Material supplied
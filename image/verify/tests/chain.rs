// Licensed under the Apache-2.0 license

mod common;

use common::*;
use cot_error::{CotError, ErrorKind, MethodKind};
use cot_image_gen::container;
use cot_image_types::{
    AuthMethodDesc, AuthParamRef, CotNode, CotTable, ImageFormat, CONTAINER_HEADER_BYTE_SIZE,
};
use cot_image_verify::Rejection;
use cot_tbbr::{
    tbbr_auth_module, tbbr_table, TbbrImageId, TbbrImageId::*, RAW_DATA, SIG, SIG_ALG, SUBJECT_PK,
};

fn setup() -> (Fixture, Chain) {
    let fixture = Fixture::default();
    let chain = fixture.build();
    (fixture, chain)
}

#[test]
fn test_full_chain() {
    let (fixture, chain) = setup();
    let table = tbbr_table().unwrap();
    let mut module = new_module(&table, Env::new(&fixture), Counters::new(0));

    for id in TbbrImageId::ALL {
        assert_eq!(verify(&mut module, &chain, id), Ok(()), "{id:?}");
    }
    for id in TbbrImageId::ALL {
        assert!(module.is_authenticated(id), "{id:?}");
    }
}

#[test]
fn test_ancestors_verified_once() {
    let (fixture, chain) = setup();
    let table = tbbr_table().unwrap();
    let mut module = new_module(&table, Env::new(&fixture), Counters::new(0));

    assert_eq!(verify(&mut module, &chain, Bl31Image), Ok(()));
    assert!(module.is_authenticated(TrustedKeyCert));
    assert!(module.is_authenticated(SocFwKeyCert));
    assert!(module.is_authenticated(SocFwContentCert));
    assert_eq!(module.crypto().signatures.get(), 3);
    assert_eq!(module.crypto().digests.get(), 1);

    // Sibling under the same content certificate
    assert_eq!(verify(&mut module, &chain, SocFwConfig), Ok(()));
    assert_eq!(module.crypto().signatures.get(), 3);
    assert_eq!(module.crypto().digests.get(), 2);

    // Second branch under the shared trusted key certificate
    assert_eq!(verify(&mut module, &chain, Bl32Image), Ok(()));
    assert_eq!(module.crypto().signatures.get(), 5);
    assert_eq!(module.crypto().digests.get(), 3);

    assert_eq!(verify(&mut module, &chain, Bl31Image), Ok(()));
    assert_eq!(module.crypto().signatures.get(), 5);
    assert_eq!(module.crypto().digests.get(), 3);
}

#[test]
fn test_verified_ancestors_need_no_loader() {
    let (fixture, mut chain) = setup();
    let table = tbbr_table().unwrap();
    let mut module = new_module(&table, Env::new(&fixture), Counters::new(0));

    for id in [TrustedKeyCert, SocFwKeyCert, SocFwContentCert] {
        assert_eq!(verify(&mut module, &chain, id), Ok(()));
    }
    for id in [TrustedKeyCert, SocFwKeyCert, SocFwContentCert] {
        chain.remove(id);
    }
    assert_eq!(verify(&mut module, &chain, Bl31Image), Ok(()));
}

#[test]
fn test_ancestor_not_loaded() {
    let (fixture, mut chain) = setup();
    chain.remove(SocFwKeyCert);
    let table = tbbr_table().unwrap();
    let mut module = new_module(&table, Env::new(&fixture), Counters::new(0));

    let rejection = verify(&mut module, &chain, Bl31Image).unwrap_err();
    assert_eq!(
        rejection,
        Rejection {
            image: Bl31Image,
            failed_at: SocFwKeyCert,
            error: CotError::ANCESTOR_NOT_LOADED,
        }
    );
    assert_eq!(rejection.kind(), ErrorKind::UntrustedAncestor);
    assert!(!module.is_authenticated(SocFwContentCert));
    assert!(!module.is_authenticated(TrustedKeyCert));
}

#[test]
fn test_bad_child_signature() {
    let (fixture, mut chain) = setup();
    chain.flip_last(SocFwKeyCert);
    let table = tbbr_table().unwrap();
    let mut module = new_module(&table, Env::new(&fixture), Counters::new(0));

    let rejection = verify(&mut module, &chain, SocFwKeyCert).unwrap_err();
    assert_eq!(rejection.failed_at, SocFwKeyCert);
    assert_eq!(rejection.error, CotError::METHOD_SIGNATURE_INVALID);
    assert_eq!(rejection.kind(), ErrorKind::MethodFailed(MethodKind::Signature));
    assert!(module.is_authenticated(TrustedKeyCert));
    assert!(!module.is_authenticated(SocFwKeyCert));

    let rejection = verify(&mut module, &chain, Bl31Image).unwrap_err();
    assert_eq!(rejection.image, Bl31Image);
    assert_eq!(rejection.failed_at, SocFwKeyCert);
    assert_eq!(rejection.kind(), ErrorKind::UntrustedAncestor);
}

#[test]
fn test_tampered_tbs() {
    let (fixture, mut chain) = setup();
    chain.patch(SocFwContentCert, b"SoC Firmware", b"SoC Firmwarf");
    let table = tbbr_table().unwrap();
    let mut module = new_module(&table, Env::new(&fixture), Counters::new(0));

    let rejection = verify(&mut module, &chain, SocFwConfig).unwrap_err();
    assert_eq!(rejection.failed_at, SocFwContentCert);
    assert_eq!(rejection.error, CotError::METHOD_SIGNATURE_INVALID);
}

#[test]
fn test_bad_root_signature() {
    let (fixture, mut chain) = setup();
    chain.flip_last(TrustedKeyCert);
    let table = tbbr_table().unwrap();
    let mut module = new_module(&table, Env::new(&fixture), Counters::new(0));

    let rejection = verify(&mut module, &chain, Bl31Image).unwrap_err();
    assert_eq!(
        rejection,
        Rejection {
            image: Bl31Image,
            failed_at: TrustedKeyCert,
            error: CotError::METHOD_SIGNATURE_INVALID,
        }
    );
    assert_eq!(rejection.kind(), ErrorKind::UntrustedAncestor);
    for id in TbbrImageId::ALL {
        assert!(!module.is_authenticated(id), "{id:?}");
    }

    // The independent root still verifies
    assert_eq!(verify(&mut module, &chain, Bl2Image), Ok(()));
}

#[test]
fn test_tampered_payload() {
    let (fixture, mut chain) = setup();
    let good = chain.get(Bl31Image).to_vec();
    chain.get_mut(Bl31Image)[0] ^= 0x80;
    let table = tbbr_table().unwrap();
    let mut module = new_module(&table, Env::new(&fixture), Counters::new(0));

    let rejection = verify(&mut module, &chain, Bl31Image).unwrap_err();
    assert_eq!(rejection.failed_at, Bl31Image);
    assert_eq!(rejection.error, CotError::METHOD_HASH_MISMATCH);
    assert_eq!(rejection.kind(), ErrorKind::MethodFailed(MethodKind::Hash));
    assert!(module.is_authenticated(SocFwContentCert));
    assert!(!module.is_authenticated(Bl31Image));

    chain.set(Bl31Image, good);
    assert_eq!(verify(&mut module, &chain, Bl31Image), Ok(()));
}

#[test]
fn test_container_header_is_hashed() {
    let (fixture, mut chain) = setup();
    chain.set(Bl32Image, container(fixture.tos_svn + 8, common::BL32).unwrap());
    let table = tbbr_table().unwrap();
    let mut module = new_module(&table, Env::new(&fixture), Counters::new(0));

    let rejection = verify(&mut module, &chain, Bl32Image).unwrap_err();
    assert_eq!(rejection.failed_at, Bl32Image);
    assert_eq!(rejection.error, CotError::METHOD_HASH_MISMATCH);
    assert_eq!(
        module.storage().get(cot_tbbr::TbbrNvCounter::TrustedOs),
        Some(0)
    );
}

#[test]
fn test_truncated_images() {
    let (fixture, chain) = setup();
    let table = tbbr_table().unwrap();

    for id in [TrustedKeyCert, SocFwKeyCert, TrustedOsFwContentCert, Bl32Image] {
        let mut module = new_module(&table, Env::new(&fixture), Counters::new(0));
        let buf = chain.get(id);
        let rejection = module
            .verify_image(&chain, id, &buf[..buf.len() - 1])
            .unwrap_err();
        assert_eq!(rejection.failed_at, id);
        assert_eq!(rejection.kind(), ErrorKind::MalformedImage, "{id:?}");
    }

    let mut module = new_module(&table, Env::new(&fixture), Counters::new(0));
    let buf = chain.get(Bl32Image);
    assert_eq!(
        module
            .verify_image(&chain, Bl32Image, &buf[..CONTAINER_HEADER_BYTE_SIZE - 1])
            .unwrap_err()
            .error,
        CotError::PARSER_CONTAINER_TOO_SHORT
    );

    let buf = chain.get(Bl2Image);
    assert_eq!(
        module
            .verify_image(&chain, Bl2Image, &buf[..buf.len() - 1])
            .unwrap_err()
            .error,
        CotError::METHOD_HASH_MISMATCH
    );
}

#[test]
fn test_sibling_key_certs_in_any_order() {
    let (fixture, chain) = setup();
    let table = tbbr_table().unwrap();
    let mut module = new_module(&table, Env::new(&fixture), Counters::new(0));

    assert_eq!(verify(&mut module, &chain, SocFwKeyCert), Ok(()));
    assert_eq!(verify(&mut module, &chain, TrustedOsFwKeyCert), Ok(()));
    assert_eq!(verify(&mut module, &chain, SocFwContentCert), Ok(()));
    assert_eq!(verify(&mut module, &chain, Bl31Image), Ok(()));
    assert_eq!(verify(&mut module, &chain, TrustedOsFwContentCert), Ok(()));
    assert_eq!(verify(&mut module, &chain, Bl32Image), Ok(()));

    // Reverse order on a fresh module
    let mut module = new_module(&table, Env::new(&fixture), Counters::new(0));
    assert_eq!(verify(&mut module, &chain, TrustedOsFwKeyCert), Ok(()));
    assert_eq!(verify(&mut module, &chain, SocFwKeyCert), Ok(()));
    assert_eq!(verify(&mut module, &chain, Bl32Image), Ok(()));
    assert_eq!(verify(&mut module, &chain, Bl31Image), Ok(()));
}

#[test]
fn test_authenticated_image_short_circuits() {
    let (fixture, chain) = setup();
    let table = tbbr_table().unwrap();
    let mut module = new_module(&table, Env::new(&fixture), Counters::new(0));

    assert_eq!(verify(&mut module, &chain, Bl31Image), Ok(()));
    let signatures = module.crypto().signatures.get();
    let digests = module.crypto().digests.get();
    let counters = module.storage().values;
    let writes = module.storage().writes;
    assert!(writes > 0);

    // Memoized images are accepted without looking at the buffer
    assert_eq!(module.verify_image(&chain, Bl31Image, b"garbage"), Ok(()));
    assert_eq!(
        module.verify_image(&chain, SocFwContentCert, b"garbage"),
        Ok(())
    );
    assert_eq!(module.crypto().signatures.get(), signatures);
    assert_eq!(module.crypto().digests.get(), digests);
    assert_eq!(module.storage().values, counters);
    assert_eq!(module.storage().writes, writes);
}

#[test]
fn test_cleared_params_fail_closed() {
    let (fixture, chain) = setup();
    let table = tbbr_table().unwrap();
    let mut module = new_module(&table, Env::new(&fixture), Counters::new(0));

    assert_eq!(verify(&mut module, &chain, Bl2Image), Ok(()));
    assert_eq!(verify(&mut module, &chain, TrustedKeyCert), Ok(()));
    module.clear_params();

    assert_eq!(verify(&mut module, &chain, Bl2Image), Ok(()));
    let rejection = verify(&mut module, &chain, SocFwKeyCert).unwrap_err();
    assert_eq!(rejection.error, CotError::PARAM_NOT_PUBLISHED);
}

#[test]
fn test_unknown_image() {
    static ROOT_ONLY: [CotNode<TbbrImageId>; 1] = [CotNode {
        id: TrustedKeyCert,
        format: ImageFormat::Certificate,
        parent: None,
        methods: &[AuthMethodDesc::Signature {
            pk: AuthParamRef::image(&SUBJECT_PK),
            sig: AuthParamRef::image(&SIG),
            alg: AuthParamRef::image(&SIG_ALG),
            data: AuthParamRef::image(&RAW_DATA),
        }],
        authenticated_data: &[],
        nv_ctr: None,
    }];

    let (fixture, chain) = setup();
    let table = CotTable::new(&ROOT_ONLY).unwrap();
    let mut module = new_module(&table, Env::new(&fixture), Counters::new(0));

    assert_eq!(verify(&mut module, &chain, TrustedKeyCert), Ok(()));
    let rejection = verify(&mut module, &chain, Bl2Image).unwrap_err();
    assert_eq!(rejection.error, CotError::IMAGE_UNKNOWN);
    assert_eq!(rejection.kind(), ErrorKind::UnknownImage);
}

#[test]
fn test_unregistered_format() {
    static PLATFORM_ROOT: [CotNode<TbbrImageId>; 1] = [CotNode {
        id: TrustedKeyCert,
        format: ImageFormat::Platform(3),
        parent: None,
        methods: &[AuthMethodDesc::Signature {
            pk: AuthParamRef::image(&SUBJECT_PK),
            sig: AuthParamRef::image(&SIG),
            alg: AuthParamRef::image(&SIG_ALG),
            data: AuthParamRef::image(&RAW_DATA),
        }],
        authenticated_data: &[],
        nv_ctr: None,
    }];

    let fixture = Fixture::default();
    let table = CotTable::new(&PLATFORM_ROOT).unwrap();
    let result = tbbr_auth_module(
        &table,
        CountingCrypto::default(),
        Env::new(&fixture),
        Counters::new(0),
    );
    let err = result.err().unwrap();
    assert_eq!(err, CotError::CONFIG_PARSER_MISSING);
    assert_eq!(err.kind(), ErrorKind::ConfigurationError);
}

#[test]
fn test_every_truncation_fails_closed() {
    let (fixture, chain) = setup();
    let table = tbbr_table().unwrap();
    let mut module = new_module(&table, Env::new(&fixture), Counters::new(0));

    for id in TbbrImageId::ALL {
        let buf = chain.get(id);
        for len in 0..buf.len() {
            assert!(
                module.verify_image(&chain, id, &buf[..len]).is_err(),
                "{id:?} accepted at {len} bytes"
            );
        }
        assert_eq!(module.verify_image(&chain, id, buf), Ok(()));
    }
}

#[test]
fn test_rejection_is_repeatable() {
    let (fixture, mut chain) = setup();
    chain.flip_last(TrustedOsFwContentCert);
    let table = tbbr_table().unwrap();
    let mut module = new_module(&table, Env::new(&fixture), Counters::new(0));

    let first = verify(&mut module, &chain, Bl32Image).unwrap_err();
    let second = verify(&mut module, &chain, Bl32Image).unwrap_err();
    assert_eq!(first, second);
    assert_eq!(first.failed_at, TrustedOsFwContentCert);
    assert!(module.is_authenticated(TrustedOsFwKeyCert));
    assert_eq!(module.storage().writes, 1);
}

Task objective
From the first line of the data above through the line containing "assert!(module.is_authenticated(SocFwKeyCert));", set each line down again exactly; include both ends and omit everything else.

Response for this exercise
filename image/verify/tests/chain.rs
// Licensed under the Apache-2.0 license

mod common;

use common::*;
use cot_error::{CotError, ErrorKind, MethodKind};
use cot_image_gen::container;
use cot_image_types::{
    AuthMethodDesc, AuthParamRef, CotNode, CotTable, ImageFormat, CONTAINER_HEADER_BYTE_SIZE,
};
use cot_image_verify::Rejection;
use cot_tbbr::{
    tbbr_auth_module, tbbr_table, TbbrImageId, TbbrImageId::*, RAW_DATA, SIG, SIG_ALG, SUBJECT_PK,
};

fn setup() -> (Fixture, Chain) {
    let fixture = Fixture::default();
    let chain = fixture.build();
    (fixture, chain)
}

#[test]
fn test_full_chain() {
    let (fixture, chain) = setup();
    let table = tbbr_table().unwrap();
    let mut module = new_module(&table, Env::new(&fixture), Counters::new(0));

    for id in TbbrImageId::ALL {
        assert_eq!(verify(&mut module, &chain, id), Ok(()), "{id:?}");
    }
    for id in TbbrImageId::ALL {
        assert!(module.is_authenticated(id), "{id:?}");
    }
}

#[test]
fn test_ancestors_verified_once() {
    let (fixture, chain) = setup();
    let table = tbbr_table().unwrap();
    let mut module = new_module(&table, Env::new(&fixture), Counters::new(0));

    assert_eq!(verify(&mut module, &chain, Bl31Image), Ok(()));
    assert!(module.is_authenticated(TrustedKeyCert));
    assert!(module.is_authenticated(SocFwKeyCert));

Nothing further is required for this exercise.